> _Task directions_:
Copy, exactly and without additions, every line in the records below from the one holding "solid must report." through the one holding "let v = self.direction.dot(&q)", both ends included.

> _Supplied information_:
"""

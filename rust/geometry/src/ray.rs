// This Source Code Form is subject to the terms of the Mozilla Public
// License, v. 2.0. If a copy of the MPL was not distributed with this
// file, You can obtain one at https://mozilla.org/MPL/2.0/.

//! Ray/triangle intersection (Möller–Trumbore).

use nalgebra::{Point3, Unit, Vector3};
use smallvec::SmallVec;

use crate::mesh::Mesh;

/// Determinant threshold below which a ray is treated as parallel to a
/// triangle, and minimum positive distance for a hit. Skimming hits and
/// hits behind the origin are discarded.
const EPSILON: f64 = 1e-9;

/// A ray with unit direction.
#[derive(Debug, Clone, Copy)]
pub struct Ray {
    pub origin: Point3<f64>,
    pub direction: Unit<Vector3<f64>>,
}

impl Ray {
    /// Create a ray from origin and unit direction
    pub fn new(origin: Point3<f64>, direction: Unit<Vector3<f64>>) -> Self {
        Self { origin, direction }
    }

    /// Distance along the ray to a triangle crossing, front and back
    /// faces alike. `None` if the ray misses or runs parallel.
    pub fn intersect_triangle(
        &self,
        v0: Point3<f64>,
        v1: Point3<f64>,
        v2: Point3<f64>,
    ) -> Option<f64> {
        let edge1 = v1 - v0;
        let edge2 = v2 - v0;

        let p = self.direction.cross(&edge2);
        let det = edge1.dot(&p);
        // No culling: both entry and exit faces of a solid must report.
        if det.abs() < EPSILON {
            return None;
        }
        let inv_det = 1.0 / det;

        let s = self.origin - v0;
        let u = s.dot(&p) * inv_det;
        if !(0.0..=1.0).contains(&u) {
            return None;
        }

        let q = s.cross(&edge1);
        let v = self.direction.dot(&q) * inv_det;
        if v < 0.0 || u + v > 1.0 {
            return None;
        }

        let t = edge2.dot(&q) * inv_det;
        (t > EPSILON).then_some(t)
    }

    /// Distances to every face of a mesh the ray crosses, ascending.
    /// A convex solid yields at most one entry and one exit distance:
    /// a crossing on the shared edge of two coplanar triangles (the
    /// diagonal of a face quad) reports once, not once per triangle.
    pub fn intersect_mesh(&self, mesh: &Mesh) -> SmallVec<[f64; 4]> {
        let mut hits: SmallVec<[f64; 4]> = SmallVec::new();
        for i in 0..mesh.triangle_count() {
            let (v0, v1, v2) = mesh.triangle(i);
            if let Some(t) = self.intersect_triangle(v0, v1, v2) {
                hits.push(t);
            }
        }
        hits.sort_by(f64::total_cmp);
        hits.dedup_by(|a, b| (*a - *b).abs() < EPSILON);
        hits
    }
}

#[cfg(test)]
mod tests {
    use super::*;
    use approx::assert_relative_eq;

    fn x_ray() -> Ray {
        Ray::new(
            Point3::new(0.0, 0.0, 0.0),
            Unit::new_normalize(Vector3::new(1.0, 0.0, 0.0)),
        )
    }

    #[test]
    fn hits_a_facing_triangle() {
        let t = x_ray()
            .intersect_triangle(
                Point3::new(2.0, -1.0, -1.0),
                Point3::new(2.0, 1.0, -1.0),
                Point3::new(2.0, 0.0, 2.0),
            )
            .unwrap();
        assert_relative_eq!(t, 2.0);
    }

    #[test]
    fn back_faces_report_too() {
        // Same triangle, reversed winding.
        let t = x_ray()
            .intersect_triangle(
                Point3::new(2.0, 1.0, -1.0),
                Point3::new(2.0, -1.0, -1.0),
                Point3::new(2.0, 0.0, 2.0),
            )
            .unwrap();
        assert_relative_eq!(t, 2.0);
    }

    #[test]
    fn misses_outside_the_triangle() {
        assert!(x_ray()
            .intersect_triangle(
                Point3::new(2.0, 5.0, 5.0),
                Point3::new(2.0, 6.0, 5.0),
                Point3::new(2.0, 5.5, 6.0),
            )
            .is_none());
    }

    #[test]
    fn parallel_ray_does_not_hit() {
        assert!(x_ray()
            .intersect_triangle(
                Point3::new(0.0, -1.0, 1.0),
                Point3::new(4.0, -1.0, 1.0),
                Point3::new(2.0, 1.0, 1.0),
            )
            .is_none());
    }

    #[test]
    fn hits_behind_the_origin_are_discarded() {
        assert!(x_ray()
            .intersect_triangle(
                Point3::new(-2.0, -1.0, -1.0),
                Point3::new(-2.0, 1.0, -1.0),
                Point3::new(-2.0, 0.0, 2.0),
            )
            .is_none());
    }
}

"""

> _Task output_:
        // No culling: both entry and exit faces of a solid must report.
        if det.abs() < EPSILON {
            return None;
        }
        let inv_det = 1.0 / det;

        let s = self.origin - v0;
        let u = s.dot(&p) * inv_det;
        if !(0.0..=1.0).contains(&u) {
            return None;
        }

        let q = s.cross(&edge1);
        let v = self.direction.dot(&q) * inv_det;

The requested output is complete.